- Exercise details -
Scan the material below for "DemoError", then return each line that contains it.
++++ Records provided
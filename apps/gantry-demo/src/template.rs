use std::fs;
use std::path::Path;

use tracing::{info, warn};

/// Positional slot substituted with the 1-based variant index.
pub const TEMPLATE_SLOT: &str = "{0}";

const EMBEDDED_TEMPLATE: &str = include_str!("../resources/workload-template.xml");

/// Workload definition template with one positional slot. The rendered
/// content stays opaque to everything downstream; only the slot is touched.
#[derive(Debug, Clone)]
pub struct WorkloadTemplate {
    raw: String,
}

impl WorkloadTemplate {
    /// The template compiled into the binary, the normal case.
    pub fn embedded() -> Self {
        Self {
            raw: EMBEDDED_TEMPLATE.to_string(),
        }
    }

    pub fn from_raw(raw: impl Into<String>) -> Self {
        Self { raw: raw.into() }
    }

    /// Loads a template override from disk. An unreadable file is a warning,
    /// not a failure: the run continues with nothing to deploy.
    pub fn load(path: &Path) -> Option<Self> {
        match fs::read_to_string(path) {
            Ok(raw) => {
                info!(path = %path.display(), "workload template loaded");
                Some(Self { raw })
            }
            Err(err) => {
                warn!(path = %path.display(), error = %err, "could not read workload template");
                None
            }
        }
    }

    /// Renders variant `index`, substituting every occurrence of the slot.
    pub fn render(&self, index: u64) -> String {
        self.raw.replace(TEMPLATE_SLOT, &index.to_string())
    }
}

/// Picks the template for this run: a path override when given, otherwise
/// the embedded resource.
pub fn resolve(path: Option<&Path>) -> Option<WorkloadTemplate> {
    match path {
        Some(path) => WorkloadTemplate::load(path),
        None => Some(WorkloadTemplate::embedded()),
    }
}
++++++++
++++ Records provided
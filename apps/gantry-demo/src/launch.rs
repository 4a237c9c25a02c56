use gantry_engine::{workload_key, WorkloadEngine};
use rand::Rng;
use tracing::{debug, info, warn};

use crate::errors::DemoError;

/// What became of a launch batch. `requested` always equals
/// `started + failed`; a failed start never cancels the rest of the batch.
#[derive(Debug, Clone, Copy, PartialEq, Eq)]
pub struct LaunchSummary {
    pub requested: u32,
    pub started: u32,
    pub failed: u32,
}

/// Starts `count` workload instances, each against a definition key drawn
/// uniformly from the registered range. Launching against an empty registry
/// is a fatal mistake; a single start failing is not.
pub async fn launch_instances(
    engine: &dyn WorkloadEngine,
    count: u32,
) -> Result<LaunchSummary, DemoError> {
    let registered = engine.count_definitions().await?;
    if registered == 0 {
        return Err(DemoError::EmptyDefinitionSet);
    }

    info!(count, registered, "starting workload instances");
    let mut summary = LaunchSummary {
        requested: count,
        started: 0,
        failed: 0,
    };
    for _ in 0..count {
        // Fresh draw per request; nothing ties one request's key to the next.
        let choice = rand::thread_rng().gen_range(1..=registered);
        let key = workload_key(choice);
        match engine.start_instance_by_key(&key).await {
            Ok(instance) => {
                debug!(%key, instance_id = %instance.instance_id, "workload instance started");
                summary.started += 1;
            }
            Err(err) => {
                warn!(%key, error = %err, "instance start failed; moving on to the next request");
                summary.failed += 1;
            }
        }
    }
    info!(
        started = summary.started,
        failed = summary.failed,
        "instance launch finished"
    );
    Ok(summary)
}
++++++++
- Response to the task -
use crate::errors::DemoError;
) -> Result<LaunchSummary, DemoError> {
        return Err(DemoError::EmptyDefinitionSet);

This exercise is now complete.